Source material |
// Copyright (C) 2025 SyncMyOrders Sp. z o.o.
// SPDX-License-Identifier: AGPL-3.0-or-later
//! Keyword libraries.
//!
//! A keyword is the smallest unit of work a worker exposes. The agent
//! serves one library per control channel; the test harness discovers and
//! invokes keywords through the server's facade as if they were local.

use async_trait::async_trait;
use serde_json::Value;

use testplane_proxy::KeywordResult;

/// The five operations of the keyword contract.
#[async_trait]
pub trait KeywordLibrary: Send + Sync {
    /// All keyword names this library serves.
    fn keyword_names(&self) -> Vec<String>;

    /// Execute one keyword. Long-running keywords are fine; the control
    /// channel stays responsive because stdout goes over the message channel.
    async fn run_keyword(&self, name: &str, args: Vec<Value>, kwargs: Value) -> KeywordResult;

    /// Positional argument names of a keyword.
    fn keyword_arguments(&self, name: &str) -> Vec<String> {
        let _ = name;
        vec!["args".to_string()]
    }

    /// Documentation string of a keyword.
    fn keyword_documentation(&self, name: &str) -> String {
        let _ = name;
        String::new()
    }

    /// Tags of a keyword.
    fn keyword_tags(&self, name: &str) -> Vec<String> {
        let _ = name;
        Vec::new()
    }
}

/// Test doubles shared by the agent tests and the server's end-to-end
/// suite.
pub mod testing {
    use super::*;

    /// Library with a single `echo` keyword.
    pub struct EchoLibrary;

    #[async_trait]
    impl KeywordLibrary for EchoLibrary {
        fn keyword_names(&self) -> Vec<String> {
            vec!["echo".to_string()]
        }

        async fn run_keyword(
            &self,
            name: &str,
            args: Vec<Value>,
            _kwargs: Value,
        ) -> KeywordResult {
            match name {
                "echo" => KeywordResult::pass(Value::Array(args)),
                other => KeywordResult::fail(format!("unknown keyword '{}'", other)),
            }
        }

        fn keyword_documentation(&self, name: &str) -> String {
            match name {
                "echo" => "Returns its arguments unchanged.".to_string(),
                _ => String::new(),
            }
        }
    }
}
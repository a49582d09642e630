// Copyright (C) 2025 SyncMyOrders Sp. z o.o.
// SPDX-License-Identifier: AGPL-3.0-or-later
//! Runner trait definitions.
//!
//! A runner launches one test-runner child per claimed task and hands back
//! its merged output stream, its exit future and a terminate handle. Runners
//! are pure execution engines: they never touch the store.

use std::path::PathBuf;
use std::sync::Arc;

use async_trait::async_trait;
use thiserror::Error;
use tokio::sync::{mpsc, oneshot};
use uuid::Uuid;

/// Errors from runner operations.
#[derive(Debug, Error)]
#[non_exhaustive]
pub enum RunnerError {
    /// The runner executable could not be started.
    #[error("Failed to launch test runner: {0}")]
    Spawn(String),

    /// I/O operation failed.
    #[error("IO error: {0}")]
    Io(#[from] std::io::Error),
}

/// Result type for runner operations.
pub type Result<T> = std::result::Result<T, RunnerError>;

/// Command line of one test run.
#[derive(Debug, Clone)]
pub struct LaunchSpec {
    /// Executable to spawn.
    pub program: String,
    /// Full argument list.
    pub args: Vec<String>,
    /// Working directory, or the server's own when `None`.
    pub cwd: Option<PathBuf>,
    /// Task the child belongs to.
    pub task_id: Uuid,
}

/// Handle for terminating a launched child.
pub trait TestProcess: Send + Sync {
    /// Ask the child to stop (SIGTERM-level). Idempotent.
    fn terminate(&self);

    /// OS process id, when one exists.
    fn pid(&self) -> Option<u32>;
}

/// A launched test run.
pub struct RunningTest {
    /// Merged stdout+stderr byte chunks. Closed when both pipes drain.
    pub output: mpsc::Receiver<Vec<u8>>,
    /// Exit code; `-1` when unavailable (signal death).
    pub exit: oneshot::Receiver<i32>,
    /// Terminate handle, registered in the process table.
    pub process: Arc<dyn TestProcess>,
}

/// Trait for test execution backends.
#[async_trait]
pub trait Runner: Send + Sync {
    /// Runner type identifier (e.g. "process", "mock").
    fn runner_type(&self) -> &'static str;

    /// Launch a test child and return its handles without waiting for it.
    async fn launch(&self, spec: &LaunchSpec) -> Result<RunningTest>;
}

Activity |
Every line above with the string "agent" in it needs to be copied.

Answer area |
//! A keyword is the smallest unit of work a worker exposes. The agent
/// Test doubles shared by the agent tests and the server's end-to-end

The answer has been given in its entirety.